» Task to carry out
Repeat exactly the opening lines of the records, ending with the line that contains "impl std::fmt::Display for".

» Input material
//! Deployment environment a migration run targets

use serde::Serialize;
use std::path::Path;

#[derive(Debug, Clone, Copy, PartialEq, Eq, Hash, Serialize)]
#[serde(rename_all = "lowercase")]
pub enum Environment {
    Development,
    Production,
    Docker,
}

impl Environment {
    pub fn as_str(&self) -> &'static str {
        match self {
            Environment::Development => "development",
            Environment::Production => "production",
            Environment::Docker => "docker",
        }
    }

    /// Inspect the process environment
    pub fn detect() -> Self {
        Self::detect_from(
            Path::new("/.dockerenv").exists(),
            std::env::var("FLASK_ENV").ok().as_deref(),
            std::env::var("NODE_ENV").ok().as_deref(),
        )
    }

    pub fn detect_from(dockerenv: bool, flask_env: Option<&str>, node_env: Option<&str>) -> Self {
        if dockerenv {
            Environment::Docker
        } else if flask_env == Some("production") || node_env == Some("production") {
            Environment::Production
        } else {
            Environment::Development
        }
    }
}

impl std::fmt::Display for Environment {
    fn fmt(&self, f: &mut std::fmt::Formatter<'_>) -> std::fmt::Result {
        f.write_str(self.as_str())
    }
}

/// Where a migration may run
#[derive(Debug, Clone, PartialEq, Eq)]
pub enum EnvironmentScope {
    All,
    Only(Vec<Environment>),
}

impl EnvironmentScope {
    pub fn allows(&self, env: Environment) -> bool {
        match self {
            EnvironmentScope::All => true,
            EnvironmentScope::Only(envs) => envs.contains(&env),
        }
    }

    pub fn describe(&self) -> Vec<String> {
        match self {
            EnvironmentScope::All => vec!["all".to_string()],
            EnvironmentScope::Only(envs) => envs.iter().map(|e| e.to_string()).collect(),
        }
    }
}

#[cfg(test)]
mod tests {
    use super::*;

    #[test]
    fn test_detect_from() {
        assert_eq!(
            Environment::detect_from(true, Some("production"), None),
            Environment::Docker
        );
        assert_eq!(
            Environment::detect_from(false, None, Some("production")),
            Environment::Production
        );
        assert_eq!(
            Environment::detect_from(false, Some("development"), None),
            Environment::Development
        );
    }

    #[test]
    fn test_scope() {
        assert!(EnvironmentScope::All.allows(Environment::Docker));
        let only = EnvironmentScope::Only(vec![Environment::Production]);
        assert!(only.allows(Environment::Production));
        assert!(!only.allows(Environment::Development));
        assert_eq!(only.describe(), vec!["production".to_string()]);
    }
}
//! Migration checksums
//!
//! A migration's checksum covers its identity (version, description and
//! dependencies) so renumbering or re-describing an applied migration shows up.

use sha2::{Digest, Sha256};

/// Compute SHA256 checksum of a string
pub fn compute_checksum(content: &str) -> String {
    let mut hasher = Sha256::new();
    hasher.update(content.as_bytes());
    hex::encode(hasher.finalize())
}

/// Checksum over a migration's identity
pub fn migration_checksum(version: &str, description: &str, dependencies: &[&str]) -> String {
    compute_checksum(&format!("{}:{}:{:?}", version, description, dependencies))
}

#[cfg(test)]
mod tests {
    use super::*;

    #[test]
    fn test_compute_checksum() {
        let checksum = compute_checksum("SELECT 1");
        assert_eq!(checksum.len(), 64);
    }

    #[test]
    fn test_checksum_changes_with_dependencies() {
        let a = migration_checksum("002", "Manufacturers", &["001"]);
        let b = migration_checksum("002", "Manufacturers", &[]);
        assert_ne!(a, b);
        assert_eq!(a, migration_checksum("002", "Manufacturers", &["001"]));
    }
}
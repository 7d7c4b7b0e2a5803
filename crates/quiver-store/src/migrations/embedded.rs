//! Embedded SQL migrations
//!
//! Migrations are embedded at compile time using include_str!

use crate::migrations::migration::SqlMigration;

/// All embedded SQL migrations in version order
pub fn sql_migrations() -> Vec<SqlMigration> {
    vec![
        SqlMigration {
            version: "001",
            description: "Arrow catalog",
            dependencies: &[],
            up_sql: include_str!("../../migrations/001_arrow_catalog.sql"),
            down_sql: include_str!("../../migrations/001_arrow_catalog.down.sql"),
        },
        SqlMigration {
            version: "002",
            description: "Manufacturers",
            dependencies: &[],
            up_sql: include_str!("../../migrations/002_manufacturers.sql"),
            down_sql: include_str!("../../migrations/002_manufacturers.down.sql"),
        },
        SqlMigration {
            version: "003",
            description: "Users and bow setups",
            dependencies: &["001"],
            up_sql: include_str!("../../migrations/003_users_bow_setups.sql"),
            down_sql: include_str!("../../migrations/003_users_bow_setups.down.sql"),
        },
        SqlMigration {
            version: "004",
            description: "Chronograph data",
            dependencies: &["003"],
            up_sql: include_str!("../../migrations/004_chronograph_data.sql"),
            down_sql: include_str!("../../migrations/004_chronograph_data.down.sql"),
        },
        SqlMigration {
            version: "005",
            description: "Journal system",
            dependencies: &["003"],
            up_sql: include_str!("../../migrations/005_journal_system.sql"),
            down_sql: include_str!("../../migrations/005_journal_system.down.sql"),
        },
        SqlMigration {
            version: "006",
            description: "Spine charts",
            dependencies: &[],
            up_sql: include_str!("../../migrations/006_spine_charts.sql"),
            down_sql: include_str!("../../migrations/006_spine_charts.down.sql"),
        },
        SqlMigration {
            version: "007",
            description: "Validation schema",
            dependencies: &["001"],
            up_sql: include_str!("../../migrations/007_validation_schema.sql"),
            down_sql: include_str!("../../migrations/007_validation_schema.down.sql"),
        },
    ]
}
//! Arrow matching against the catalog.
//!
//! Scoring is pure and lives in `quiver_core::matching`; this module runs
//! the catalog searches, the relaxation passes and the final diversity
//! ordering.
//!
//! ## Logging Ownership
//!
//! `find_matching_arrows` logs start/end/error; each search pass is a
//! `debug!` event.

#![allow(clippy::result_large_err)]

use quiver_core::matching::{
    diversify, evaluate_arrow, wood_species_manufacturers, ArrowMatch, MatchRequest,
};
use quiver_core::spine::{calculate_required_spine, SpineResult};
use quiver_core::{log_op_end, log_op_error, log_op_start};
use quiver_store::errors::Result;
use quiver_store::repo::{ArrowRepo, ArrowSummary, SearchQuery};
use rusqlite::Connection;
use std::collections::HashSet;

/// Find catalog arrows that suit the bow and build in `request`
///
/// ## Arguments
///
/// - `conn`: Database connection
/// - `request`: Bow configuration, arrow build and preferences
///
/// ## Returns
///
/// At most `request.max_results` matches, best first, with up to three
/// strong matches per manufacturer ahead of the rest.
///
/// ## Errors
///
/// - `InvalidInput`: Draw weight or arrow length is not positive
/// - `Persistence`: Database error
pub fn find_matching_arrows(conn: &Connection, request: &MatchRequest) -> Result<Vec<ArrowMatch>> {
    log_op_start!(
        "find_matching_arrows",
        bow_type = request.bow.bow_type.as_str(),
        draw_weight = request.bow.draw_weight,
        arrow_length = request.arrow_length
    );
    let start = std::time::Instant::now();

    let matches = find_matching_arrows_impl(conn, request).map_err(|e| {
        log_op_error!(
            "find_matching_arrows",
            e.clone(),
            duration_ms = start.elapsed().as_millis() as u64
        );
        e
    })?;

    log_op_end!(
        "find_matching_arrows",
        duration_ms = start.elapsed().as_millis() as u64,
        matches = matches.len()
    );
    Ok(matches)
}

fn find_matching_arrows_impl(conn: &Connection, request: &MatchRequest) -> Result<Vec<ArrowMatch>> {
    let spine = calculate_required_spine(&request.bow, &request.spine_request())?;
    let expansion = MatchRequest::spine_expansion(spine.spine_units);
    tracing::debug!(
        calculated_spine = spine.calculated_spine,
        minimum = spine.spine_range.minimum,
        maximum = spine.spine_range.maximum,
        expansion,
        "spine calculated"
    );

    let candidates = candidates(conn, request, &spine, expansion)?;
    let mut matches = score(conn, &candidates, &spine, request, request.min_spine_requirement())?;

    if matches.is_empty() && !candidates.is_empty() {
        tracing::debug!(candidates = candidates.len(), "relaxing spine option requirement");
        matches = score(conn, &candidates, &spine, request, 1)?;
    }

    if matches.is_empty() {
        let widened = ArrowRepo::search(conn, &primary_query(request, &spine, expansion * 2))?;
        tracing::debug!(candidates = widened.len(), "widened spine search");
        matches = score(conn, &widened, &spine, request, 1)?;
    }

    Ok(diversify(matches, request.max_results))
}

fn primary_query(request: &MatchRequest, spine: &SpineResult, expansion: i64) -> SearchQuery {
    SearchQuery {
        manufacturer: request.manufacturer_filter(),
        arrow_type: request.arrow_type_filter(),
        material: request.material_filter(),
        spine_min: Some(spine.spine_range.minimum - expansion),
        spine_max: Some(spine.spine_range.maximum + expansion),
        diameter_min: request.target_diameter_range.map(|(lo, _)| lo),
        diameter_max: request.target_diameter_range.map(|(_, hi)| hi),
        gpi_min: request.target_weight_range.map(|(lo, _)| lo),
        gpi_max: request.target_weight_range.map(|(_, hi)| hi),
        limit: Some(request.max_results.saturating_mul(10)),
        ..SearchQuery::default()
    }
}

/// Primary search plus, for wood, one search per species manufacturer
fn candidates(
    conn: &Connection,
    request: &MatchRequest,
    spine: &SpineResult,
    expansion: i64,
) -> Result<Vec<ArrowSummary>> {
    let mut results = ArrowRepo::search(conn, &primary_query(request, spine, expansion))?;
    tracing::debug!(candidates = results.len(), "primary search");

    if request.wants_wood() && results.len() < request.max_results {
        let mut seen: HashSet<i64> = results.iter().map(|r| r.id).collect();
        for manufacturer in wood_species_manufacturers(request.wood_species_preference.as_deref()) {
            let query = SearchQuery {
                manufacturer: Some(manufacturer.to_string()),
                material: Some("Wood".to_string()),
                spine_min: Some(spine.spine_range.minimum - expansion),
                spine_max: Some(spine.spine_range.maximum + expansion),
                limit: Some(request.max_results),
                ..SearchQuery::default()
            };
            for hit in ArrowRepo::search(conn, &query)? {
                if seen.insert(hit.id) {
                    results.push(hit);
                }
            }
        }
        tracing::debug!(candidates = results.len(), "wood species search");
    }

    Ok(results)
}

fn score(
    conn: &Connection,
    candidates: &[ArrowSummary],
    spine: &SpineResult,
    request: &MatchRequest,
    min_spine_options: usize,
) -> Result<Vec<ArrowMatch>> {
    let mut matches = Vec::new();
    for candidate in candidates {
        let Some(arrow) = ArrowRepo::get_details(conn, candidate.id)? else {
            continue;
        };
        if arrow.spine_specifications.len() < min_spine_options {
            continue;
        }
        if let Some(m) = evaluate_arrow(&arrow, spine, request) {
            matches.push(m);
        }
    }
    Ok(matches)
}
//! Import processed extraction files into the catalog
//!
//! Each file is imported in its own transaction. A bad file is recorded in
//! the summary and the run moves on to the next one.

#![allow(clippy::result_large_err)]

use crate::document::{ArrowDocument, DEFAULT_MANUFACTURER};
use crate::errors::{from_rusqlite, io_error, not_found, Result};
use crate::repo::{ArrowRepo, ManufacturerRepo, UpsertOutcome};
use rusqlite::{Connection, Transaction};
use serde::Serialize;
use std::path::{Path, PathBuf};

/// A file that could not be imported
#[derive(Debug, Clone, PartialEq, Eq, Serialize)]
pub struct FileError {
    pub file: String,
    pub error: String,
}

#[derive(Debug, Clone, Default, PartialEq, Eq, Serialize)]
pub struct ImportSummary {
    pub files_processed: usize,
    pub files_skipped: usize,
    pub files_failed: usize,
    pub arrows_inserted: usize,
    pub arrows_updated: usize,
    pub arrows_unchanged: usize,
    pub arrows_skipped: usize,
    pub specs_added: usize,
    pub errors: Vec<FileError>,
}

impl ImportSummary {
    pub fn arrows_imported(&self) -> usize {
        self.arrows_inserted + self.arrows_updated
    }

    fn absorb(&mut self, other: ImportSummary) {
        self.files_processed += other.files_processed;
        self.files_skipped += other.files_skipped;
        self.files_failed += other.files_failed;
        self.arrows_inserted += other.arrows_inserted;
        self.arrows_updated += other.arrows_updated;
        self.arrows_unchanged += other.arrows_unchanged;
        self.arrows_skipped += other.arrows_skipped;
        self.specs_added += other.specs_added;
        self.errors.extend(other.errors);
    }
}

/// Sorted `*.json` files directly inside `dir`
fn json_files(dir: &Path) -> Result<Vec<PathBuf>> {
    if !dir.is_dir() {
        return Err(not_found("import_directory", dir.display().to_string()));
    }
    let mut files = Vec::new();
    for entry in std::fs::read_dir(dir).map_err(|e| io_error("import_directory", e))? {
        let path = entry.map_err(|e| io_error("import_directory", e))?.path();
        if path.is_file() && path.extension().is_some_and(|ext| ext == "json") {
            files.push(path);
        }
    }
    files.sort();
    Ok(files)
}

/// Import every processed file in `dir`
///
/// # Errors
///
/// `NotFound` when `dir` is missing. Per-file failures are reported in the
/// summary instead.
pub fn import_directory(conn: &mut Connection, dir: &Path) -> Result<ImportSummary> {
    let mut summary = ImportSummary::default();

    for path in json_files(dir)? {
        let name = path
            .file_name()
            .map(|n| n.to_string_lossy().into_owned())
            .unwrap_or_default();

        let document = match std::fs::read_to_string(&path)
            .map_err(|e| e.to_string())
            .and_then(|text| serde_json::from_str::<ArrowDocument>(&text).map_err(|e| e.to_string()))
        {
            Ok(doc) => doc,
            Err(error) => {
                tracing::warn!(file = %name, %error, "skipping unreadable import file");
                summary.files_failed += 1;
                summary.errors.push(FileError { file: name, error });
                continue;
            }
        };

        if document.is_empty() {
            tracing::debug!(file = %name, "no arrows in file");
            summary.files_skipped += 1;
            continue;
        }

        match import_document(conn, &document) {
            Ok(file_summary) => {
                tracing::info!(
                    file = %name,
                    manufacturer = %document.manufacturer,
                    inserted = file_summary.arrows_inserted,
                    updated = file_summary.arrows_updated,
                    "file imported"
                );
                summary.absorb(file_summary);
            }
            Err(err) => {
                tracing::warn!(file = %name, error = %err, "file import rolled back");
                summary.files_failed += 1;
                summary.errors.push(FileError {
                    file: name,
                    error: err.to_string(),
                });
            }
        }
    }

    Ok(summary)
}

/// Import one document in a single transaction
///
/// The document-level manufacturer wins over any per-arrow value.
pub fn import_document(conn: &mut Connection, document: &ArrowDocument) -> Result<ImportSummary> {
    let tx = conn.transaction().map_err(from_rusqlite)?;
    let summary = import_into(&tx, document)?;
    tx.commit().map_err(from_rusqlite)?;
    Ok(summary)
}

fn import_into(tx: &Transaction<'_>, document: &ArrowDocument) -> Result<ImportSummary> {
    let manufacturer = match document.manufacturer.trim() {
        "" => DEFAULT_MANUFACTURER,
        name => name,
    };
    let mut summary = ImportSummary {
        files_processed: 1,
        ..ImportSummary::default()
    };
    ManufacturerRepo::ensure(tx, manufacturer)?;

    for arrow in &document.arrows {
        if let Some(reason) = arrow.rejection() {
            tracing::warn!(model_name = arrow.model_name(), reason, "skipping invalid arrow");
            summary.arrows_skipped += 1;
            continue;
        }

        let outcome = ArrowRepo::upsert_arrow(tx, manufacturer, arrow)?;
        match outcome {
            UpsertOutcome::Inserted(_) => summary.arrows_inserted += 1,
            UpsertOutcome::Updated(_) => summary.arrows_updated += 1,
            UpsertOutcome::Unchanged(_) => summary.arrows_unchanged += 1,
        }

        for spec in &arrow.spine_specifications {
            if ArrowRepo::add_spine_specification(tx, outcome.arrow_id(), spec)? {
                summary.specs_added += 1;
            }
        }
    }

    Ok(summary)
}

» Task result
//! Deployment environment a migration run targets

use serde::Serialize;
use std::path::Path;

#[derive(Debug, Clone, Copy, PartialEq, Eq, Hash, Serialize)]
#[serde(rename_all = "lowercase")]
pub enum Environment {
    Development,
    Production,
    Docker,
}

impl Environment {
    pub fn as_str(&self) -> &'static str {
        match self {
            Environment::Development => "development",
            Environment::Production => "production",
            Environment::Docker => "docker",
        }
    }

    /// Inspect the process environment
    pub fn detect() -> Self {
        Self::detect_from(
            Path::new("/.dockerenv").exists(),
            std::env::var("FLASK_ENV").ok().as_deref(),
            std::env::var("NODE_ENV").ok().as_deref(),
        )
    }

    pub fn detect_from(dockerenv: bool, flask_env: Option<&str>, node_env: Option<&str>) -> Self {
        if dockerenv {
            Environment::Docker
        } else if flask_env == Some("production") || node_env == Some("production") {
            Environment::Production
        } else {
            Environment::Development
        }
    }
}

impl std::fmt::Display for Environment {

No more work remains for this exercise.